Sustainability and the concept of the circular supply chain are becoming increasingly important issues for supply chain leaders, but making products that can truly be reused or recycled can be challenging.
Tuesday's keynote speaker at the Council of Supply Chain Management Professionals (CSCMP) EDGE Conference, Tom Szaky proposed several new ways for attendees to think about issues around reuse and recycling. Szaky is the founder and CEO of TerraCycle, a company focused on collecting and repurposing complex waste streams.
According to Szaky, what makes something actually recyclable has nothing to do with whether or not you can physically recycle it. Instead the main piece of the equation is whether the garbage company can make money out of recycling it.
"It's clear that the issue is not can it be done but who is going to pay for it," Szaky said.
The starting point then in turning "linear systems,"—where a product goes to the landfill at the end of its life—into more "bent" or circular systems—where the product get recycled or reused—is to start with the economics of what makes some products recyclable and others not. The trick then is to make sure that the value you can get out the recycled product is more than the cost to collect and process it.
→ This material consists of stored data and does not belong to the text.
mod schema;
mod sqlite;

pub use sqlite::SqliteStore;

use std::collections::BTreeMap;

use chrono::{DateTime, Utc};
use serde::Serialize;

use crate::error::Result;
use crate::types::*;

/// Fields needed to register a server. `access_token` is already sealed.
#[derive(Debug, Clone)]
pub struct NewServer {
    pub name: String,
    pub description: Option<String>,
    pub host: String,
    pub port: u16,
    pub skip_ssl_verification: bool,
    pub access_token: String,
    pub is_active: bool,
}

#[derive(Debug, Clone)]
pub struct NewApiKey {
    pub user_id: i64,
    pub name: String,
    pub key_hash: String,
    pub key_prefix: String,
    pub expires_at: Option<DateTime<Utc>>,
}

#[derive(Debug, Clone)]
pub struct NewApiKeyScope {
    pub server_id: Option<i64>,
    pub stack_pattern: String,
    pub permission_id: i64,
}

#[derive(Debug, Clone)]
pub struct NewWebhook {
    pub user_id: i64,
    pub name: String,
    pub description: Option<String>,
    pub api_key_hash: String,
    pub key_prefix: String,
    pub stack_pattern: String,
    pub expires_at: Option<DateTime<Utc>>,
}

/// Header fields written when a worker starts an operation.
#[derive(Debug, Clone)]
pub struct NewOperationLog {
    pub operation_id: String,
    pub user_id: i64,
    pub server_id: i64,
    pub stack_name: String,
    pub command: String,
    pub options: String,
    pub services: String,
    pub status: OperationStatus,
    pub queued_at: Option<DateTime<Utc>>,
    pub start_time: DateTime<Utc>,
    pub batch_id: Option<String>,
    pub order_index: i32,
    pub depends_on: Option<String>,
    pub webhook_id: Option<i64>,
}

impl NewOperationLog {
    #[must_use]
    pub fn from_queued(op: &QueuedOperation, start_time: DateTime<Utc>) -> Self {
        Self {
            operation_id: op.operation_id.clone(),
            user_id: op.user_id,
            server_id: op.server_id,
            stack_name: op.stack_name.clone(),
            command: op.command.clone(),
            options: op.options.clone(),
            services: op.services.clone(),
            status: OperationStatus::Running,
            queued_at: Some(op.queued_at),
            start_time,
            batch_id: op.batch_id.clone(),
            order_index: op.order_index,
            depends_on: op.depends_on.clone(),
            webhook_id: op.webhook_id,
        }
    }
}

/// Outcome-based filter for operation-log listings.
#[derive(Debug, Clone, Copy, PartialEq, Eq)]
pub enum OutcomeFilter {
    /// Reached a terminal status.
    Complete,
    /// Still queued or running.
    Incomplete,
    Failed,
    Success,
}

impl OutcomeFilter {
    pub fn parse(s: &str) -> Option<Self> {
        match s {
            "complete" => Some(Self::Complete),
            "incomplete" => Some(Self::Incomplete),
            "failed" => Some(Self::Failed),
            "success" => Some(Self::Success),
            _ => None,
        }
    }
}

#[derive(Debug, Clone, Default)]
pub struct OperationLogFilter {
    pub user_id: Option<i64>,
    pub server_id: Option<i64>,
    /// Substring match.
    pub stack_name: Option<String>,
    pub command: Option<String>,
    pub outcome: Option<OutcomeFilter>,
    pub days_back: Option<i64>,
    /// Free-text search over stack name, command and operation id.
    pub search: Option<String>,
}

#[derive(Debug, Clone, Default, Serialize)]
pub struct OperationLogStats {
    pub total: i64,
    pub completed: i64,
    pub failed: i64,
    pub cancelled: i64,
    pub running: i64,
    pub queued: i64,
}

/// An audit record before it is persisted.
#[derive(Debug, Clone, Default)]
pub struct NewSecurityAudit {
    pub event_type: String,
    pub category: String,
    pub severity: String,
    pub actor_user_id: Option<i64>,
    pub actor_ip: String,
    pub actor_user_agent: String,
    pub target_type: Option<String>,
    pub target_id: Option<i64>,
    pub target_name: Option<String>,
    pub success: bool,
    pub failure_reason: Option<String>,
    pub metadata: serde_json::Value,
    pub server_id: Option<i64>,
    pub stack_name: Option<String>,
    pub session_id: Option<String>,
}

#[derive(Debug, Clone, Default)]
pub struct SecurityAuditFilter {
    pub event_type: Option<String>,
    pub category: Option<String>,
    pub severity: Option<String>,
    pub actor_user_id: Option<i64>,
    pub success: Option<bool>,
}

#[derive(Debug, Clone, Default, Serialize)]
pub struct SecurityAuditStats {
    pub total: i64,
    pub failures: i64,
    pub by_category: BTreeMap<String, i64>,
    pub by_severity: BTreeMap<String, i64>,
}

/// Users, roles, permissions, servers, grants and credentials.
pub trait IdentityStore: Send + Sync {
    // User operations
    fn create_user(&self, username: &str, email: &str, password_hash: &str) -> Result<User>;
    fn get_user(&self, id: i64) -> Result<Option<User>>;
    fn get_user_by_username(&self, username: &str) -> Result<Option<User>>;
    fn list_users(&self) -> Result<Vec<User>>;
    fn delete_user(&self, id: i64) -> Result<bool>;

    // Role operations
    fn create_role(&self, name: &str, description: Option<&str>, is_admin: bool) -> Result<Role>;
    fn get_role(&self, id: i64) -> Result<Option<Role>>;
    fn get_role_by_name(&self, name: &str) -> Result<Option<Role>>;
    fn list_roles(&self) -> Result<Vec<Role>>;
    fn delete_role(&self, id: i64) -> Result<bool>;
    fn assign_role(&self, user_id: i64, role_id: i64) -> Result<()>;
    fn remove_role(&self, user_id: i64, role_id: i64) -> Result<bool>;
    fn list_user_roles(&self, user_id: i64) -> Result<Vec<Role>>;

    // Permission catalogue
    fn upsert_permission(&self, def: &permission::PermissionDef) -> Result<()>;
    fn get_permission(&self, id: i64) -> Result<Option<Permission>>;
    fn get_permission_by_name(&self, name: &str) -> Result<Option<Permission>>;
    fn list_permissions(&self) -> Result<Vec<Permission>>;

    // Server operations
    fn create_server(&self, server: &NewServer) -> Result<Server>;
    fn get_server(&self, id: i64) -> Result<Option<Server>>;
    fn list_servers(&self) -> Result<Vec<Server>>;
    fn list_active_server_ids(&self) -> Result<Vec<i64>>;
    fn update_server(&self, server: &Server) -> Result<()>;
    fn delete_server(&self, id: i64) -> Result<bool>;

    // Role stack grants
    fn create_stack_permission(
        &self,
        server_id: i64,
        role_id: i64,
        permission_id: i64,
        stack_pattern: &str,
    ) -> Result<StackPermission>;
    fn list_role_stack_permissions(&self, role_id: i64) -> Result<Vec<StackPermission>>;
    fn delete_stack_permission(&self, role_id: i64, id: i64) -> Result<bool>;
    fn list_stack_permissions_for_roles(
        &self,
        server_id: i64,
        role_ids: &[i64],
    ) -> Result<Vec<StackPermission>>;
    fn list_server_ids_for_roles(&self, role_ids: &[i64]) -> Result<Vec<i64>>;

    // Sessions
    fn create_session(
        &self,
        user_id: i64,
        access_hash: &str,
        refresh_hash: &str,
        access_expires_at: DateTime<Utc>,
        refresh_expires_at: DateTime<Utc>,
    ) -> Result<Session>;
    fn get_session_by_access_hash(&self, hash: &str) -> Result<Option<Session>>;
    fn get_session_by_refresh_hash(&self, hash: &str) -> Result<Option<Session>>;
    fn delete_session(&self, id: i64) -> Result<bool>;
    fn delete_expired_sessions(&self, now: DateTime<Utc>) -> Result<usize>;

    // API keys
    fn create_api_key(&self, key: &NewApiKey) -> Result<ApiKey>;
    /// Inserts the key and its scopes in one transaction.
    fn create_api_key_with_scopes(
        &self,
        key: &NewApiKey,
        scopes: &[NewApiKeyScope],
    ) -> Result<(ApiKey, Vec<ApiKeyScope>)>;
    fn get_api_key(&self, id: i64) -> Result<Option<ApiKey>>;
    fn get_api_key_by_hash(&self, hash: &str) -> Result<Option<ApiKey>>;
    fn list_user_api_keys(&self, user_id: i64) -> Result<Vec<ApiKey>>;
    /// Moves `last_used_at` forward only.
    fn touch_api_key(&self, id: i64, at: DateTime<Utc>) -> Result<()>;
    /// Deactivates the key and rewrites its hash so it can never match again.
    fn soft_delete_api_key(&self, id: i64, at: DateTime<Utc>) -> Result<bool>;
    fn create_api_key_scope(
        &self,
        api_key_id: i64,
        server_id: Option<i64>,
        stack_pattern: &str,
        permission_id: i64,
    ) -> Result<ApiKeyScope>;
    fn list_api_key_scopes(&self, api_key_id: i64) -> Result<Vec<ApiKeyScope>>;
    fn delete_api_key_scope(&self, api_key_id: i64, scope_id: i64) -> Result<bool>;
}

/// Queue rows, operation-log headers and their message streams.
pub trait OperationStore: Send + Sync {
    fn create_queued_operation(&self, op: &QueuedOperation) -> Result<i64>;
    fn get_queued_operation(&self, operation_id: &str) -> Result<Option<QueuedOperation>>;
    fn update_queued_operation_status(
        &self,
        operation_id: &str,
        status: OperationStatus,
        error: Option<&str>,
        at: DateTime<Utc>,
    ) -> Result<()>;
    /// Rows with `status`, oldest first.
    fn list_queued_operations_by_status(&self, status: OperationStatus)
    -> Result<Vec<QueuedOperation>>;
    /// Queued and running rows for one stack, in dispatch order.
    fn list_stack_queue(&self, server_id: i64, stack_name: &str) -> Result<Vec<QueuedOperation>>;
    /// Number of queued rows for the stack at or ahead of `op`.
    fn queue_position(&self, op: &QueuedOperation) -> Result<i64>;
    fn find_batch_member(&self, batch_id: &str, order_index: i32)
    -> Result<Option<QueuedOperation>>;

    fn create_operation_log(&self, log: &NewOperationLog) -> Result<i64>;
    fn get_operation_log(&self, id: i64) -> Result<Option<OperationLog>>;
    fn get_operation_log_by_operation_id(&self, operation_id: &str) -> Result<Option<OperationLog>>;
    /// Appends a message with the next dense sequence number and bumps the
    /// header's `last_message_at`. Returns the sequence number.
    fn append_operation_message(
        &self,
        log_id: i64,
        message_type: MessageType,
        data: &str,
        timestamp: DateTime<Utc>,
    ) -> Result<i64>;
    fn finalize_operation_log(
        &self,
        log_id: i64,
        status: OperationStatus,
        end_time: DateTime<Utc>,
        success: bool,
        exit_code: Option<i32>,
    ) -> Result<()>;
    fn list_operation_logs(
        &self,
        filter: &OperationLogFilter,
        page: i64,
        page_size: i64,
    ) -> Result<(Vec<OperationLog>, i64)>;
    fn list_operation_messages(&self, log_id: i64) -> Result<Vec<OperationLogMessage>>;
    /// Non-terminal headers with a heartbeat after `cutoff`.
    fn running_operation_logs(
        &self,
        user_id: Option<i64>,
        cutoff: DateTime<Utc>,
    ) -> Result<Vec<OperationLog>>;
    /// Non-terminal headers silent since before `cutoff`.
    fn stale_operation_logs(&self, cutoff: DateTime<Utc>) -> Result<Vec<OperationLog>>;
    fn operation_log_stats(&self, user_id: Option<i64>) -> Result<OperationLogStats>;
}

pub trait WebhookStore: Send + Sync {
    fn create_webhook(&self, webhook: &NewWebhook, server_ids: &[i64]) -> Result<Webhook>;
    fn get_webhook(&self, id: i64) -> Result<Option<Webhook>>;
    fn list_webhooks(&self, user_id: Option<i64>) -> Result<Vec<Webhook>>;
    /// Updates mutable fields; replaces server scopes when `server_ids` is given.
    fn update_webhook(&self, webhook: &Webhook, server_ids: Option<&[i64]>) -> Result<()>;
    fn update_webhook_key(&self, id: i64, api_key_hash: &str, key_prefix: &str) -> Result<()>;
    fn delete_webhook(&self, id: i64) -> Result<bool>;
    fn record_webhook_trigger(&self, id: i64, at: DateTime<Utc>) -> Result<()>;
}

pub trait AuditStore: Send + Sync {
    fn insert_security_audit(&self, event: &NewSecurityAudit) -> Result<i64>;
    fn get_security_audit(&self, id: i64) -> Result<Option<SecurityAuditLog>>;
    fn list_security_audit(
        &self,
        filter: &SecurityAuditFilter,
        page: i64,
        page_size: i64,
    ) -> Result<(Vec<SecurityAuditLog>, i64)>;
    fn security_audit_stats(&self) -> Result<SecurityAuditStats>;
}

/// Store defines the database interface.
pub trait Store: IdentityStore + OperationStore + WebhookStore + AuditStore {
    fn initialize(&self) -> Result<()>;

    /// Seeds the permission catalogue. Idempotent.
    fn seed_permissions(&self) -> Result<()> {
        for def in permission::CATALOGUE {
            self.upsert_permission(def)?;
        }
        Ok(())
    }

    fn has_admin_user(&self) -> Result<bool>;
}
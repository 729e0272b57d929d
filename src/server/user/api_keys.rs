use std::sync::Arc;

use axum::{
    Json,
    extract::{Path, State},
    http::StatusCode,
    response::IntoResponse,
};
use chrono::Utc;

use crate::audit::{CATEGORY_API_KEY, RequestMeta};
use crate::auth::{ClientInfo, RequireAuth, RequireSession, generate_api_key};
use crate::server::AppState;
use crate::server::dto::{ApiKeyResponse, CreateApiKeyRequest, CreateApiKeyResponse, ScopeRequest};
use crate::server::response::{ApiError, ApiResponse};
use crate::server::validation::validate_stack_pattern;
use crate::store::{NewApiKey, NewApiKeyScope};
use crate::types::{ApiKey, ApiKeyScope};

/// Validates a scope request and checks the user may grant it.
fn check_scope(state: &AppState, user_id: i64, req: &ScopeRequest) -> Result<NewApiKeyScope, ApiError> {
    validate_stack_pattern(&req.stack_pattern)?;
    let permission = state
        .store
        .get_permission_by_name(&req.permission)?
        .ok_or_else(|| ApiError::bad_request(format!("unknown permission '{}'", req.permission)))?;
    if let Some(server_id) = req.server_id {
        if state.store.get_server(server_id)?.is_none() {
            return Err(ApiError::bad_request(format!("server {server_id} does not exist")));
        }
    }
    state
        .authorizer
        .check_scope_grant(user_id, req.server_id, &req.stack_pattern, &permission)?;

    Ok(NewApiKeyScope {
        server_id: req.server_id,
        stack_pattern: req.stack_pattern.clone(),
        permission_id: permission.id,
    })
}

fn owned_key(state: &AppState, user_id: i64, id: i64) -> Result<ApiKey, ApiError> {
    state
        .store
        .get_api_key(id)?
        .filter(|k| k.user_id == user_id && k.is_active)
        .ok_or_else(|| ApiError::not_found("API key not found"))
}

fn key_response(state: &AppState, key: ApiKey) -> Result<ApiKeyResponse, ApiError> {
    let scopes = state.store.list_api_key_scopes(key.id)?;
    Ok(ApiKeyResponse { key, scopes })
}

fn audit_key(state: &AppState, event: &str, user_id: i64, key: &ApiKey, meta: &RequestMeta) {
    state.audit.mutation(
        CATEGORY_API_KEY,
        event,
        user_id,
        "api_key",
        Some(key.id),
        Some(&key.name),
        meta,
    );
}

pub async fn list_api_keys(
    RequireAuth(ctx): RequireAuth,
    State(state): State<Arc<AppState>>,
) -> impl IntoResponse {
    let keys = state
        .store
        .list_user_api_keys(ctx.user.id)?
        .into_iter()
        .map(|k| key_response(&state, k))
        .collect::<Result<Vec<_>, _>>()?;
    Ok::<_, ApiError>(Json(ApiResponse::success(keys)))
}

pub async fn create_api_key(
    RequireSession(ctx): RequireSession,
    State(state): State<Arc<AppState>>,
    ClientInfo(meta): ClientInfo,
    Json(req): Json<CreateApiKeyRequest>,
) -> impl IntoResponse {
    let name = req.name.trim();
    if name.is_empty() {
        return Err(ApiError::bad_request("name is required"));
    }
    if req.expires_at.is_some_and(|exp| exp <= Utc::now()) {
        return Err(ApiError::bad_request("expires_at must be in the future"));
    }
    let new_scopes = req
        .scopes
        .iter()
        .map(|s| check_scope(&state, ctx.user.id, s))
        .collect::<Result<Vec<_>, _>>()?;

    let generated = generate_api_key();
    let (key, scopes) = state.store.create_api_key_with_scopes(
        &NewApiKey {
            user_id: ctx.user.id,
            name: name.to_string(),
            key_hash: generated.hash,
            key_prefix: generated.prefix,
            expires_at: req.expires_at,
        },
        &new_scopes,
    )?;

    audit_key(&state, "api_key_created", ctx.user.id, &key, &meta);
    tracing::info!(api_key_id = key.id, user_id = ctx.user.id, "api key created");

    let metadata = ApiKeyResponse { key, scopes };
    Ok((
        StatusCode::CREATED,
        Json(ApiResponse::success(CreateApiKeyResponse {
            api_key: generated.plaintext,
            metadata,
        })),
    ))
}

pub async fn get_api_key(
    RequireAuth(ctx): RequireAuth,
    State(state): State<Arc<AppState>>,
    Path(id): Path<i64>,
) -> impl IntoResponse {
    let key = owned_key(&state, ctx.user.id, id)?;
    Ok::<_, ApiError>(Json(ApiResponse::success(key_response(&state, key)?)))
}

pub async fn delete_api_key(
    RequireSession(ctx): RequireSession,
    State(state): State<Arc<AppState>>,
    ClientInfo(meta): ClientInfo,
    Path(id): Path<i64>,
) -> impl IntoResponse {
    let key = owned_key(&state, ctx.user.id, id)?;
    state.store.soft_delete_api_key(key.id, Utc::now())?;
    audit_key(&state, "api_key_deleted", ctx.user.id, &key, &meta);
    Ok::<_, ApiError>(StatusCode::NO_CONTENT)
}

pub async fn list_scopes(
    RequireAuth(ctx): RequireAuth,
    State(state): State<Arc<AppState>>,
    Path(id): Path<i64>,
) -> impl IntoResponse {
    let key = owned_key(&state, ctx.user.id, id)?;
    let scopes: Vec<ApiKeyScope> = state.store.list_api_key_scopes(key.id)?;
    Ok::<_, ApiError>(Json(ApiResponse::success(scopes)))
}

pub async fn add_scope(
    RequireSession(ctx): RequireSession,
    State(state): State<Arc<AppState>>,
    ClientInfo(meta): ClientInfo,
    Path(id): Path<i64>,
    Json(req): Json<ScopeRequest>,
) -> impl IntoResponse {
    let key = owned_key(&state, ctx.user.id, id)?;
    let scope = check_scope(&state, ctx.user.id, &req)?;
    let created = state.store.create_api_key_scope(
        key.id,
        scope.server_id,
        &scope.stack_pattern,
        scope.permission_id,
    )?;
    audit_key(&state, "api_key_scope_added", ctx.user.id, &key, &meta);
    Ok::<_, ApiError>((StatusCode::CREATED, Json(ApiResponse::success(created))))
}

pub async fn delete_scope(
    RequireSession(ctx): RequireSession,
    State(state): State<Arc<AppState>>,
    ClientInfo(meta): ClientInfo,
    Path((id, scope_id)): Path<(i64, i64)>,
) -> impl IntoResponse {
    let key = owned_key(&state, ctx.user.id, id)?;
    if !state.store.delete_api_key_scope(key.id, scope_id)? {
        return Err(ApiError::not_found("Scope not found"));
    }
    audit_key(&state, "api_key_scope_removed", ctx.user.id, &key, &meta);
    Ok(StatusCode::NO_CONTENT)
}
Creating that value can sometimes require some creativity and may not be tied directly a profit and loss statement. Szaky gave the example of a dirty diaper recycling program that TerraCycle has created for Pampers in Japan, Paris, and the Netherlands. TerraCycle has created a box that consumers can access using their phones and then drop off used diapers that will be cleaned and processed and recycled into other diapers. In return, Pampers get the consumers' information and can push coupons and promotions to them. Suddenly the equation of cost to the company versus the value of what they are getting back has shifted.
Another key point that Szaky made is that you have to make recycling or returning reusable packaging as easy for the consumer as possible. One of the reasons why we currently have a worldwide waste problem is that rise in disposable packaging that occurred starting the in 1950s, according to Szaky.
"Disposability brought with it unparalleled affordability and convenience," said Szaky.
Instead of trying to push back on human behavior and change people's relationship to convenience, recycling and reuse efforts need to work with it, he said.
"You need to make reuse feel like disposability as much as humanly possible," he said.
In these efforts, the retailer becomes key, according to Szaky. Szaky believes reusable containers for consumer goods works when there are multiple locations where consumers can return reusable containers. For example in the United Kingdom, McDonald's is piloting a program where coffee is sold in reusable cups that can be returned not only at a McDonald's but also at Tesco locations.
"This is the everything in shifting ourselves to a more sustainable ecosystem," said Szaky. "It's really putting convenience on a pedestal and honoring that instead of trying to get people to somehow not care about convenience."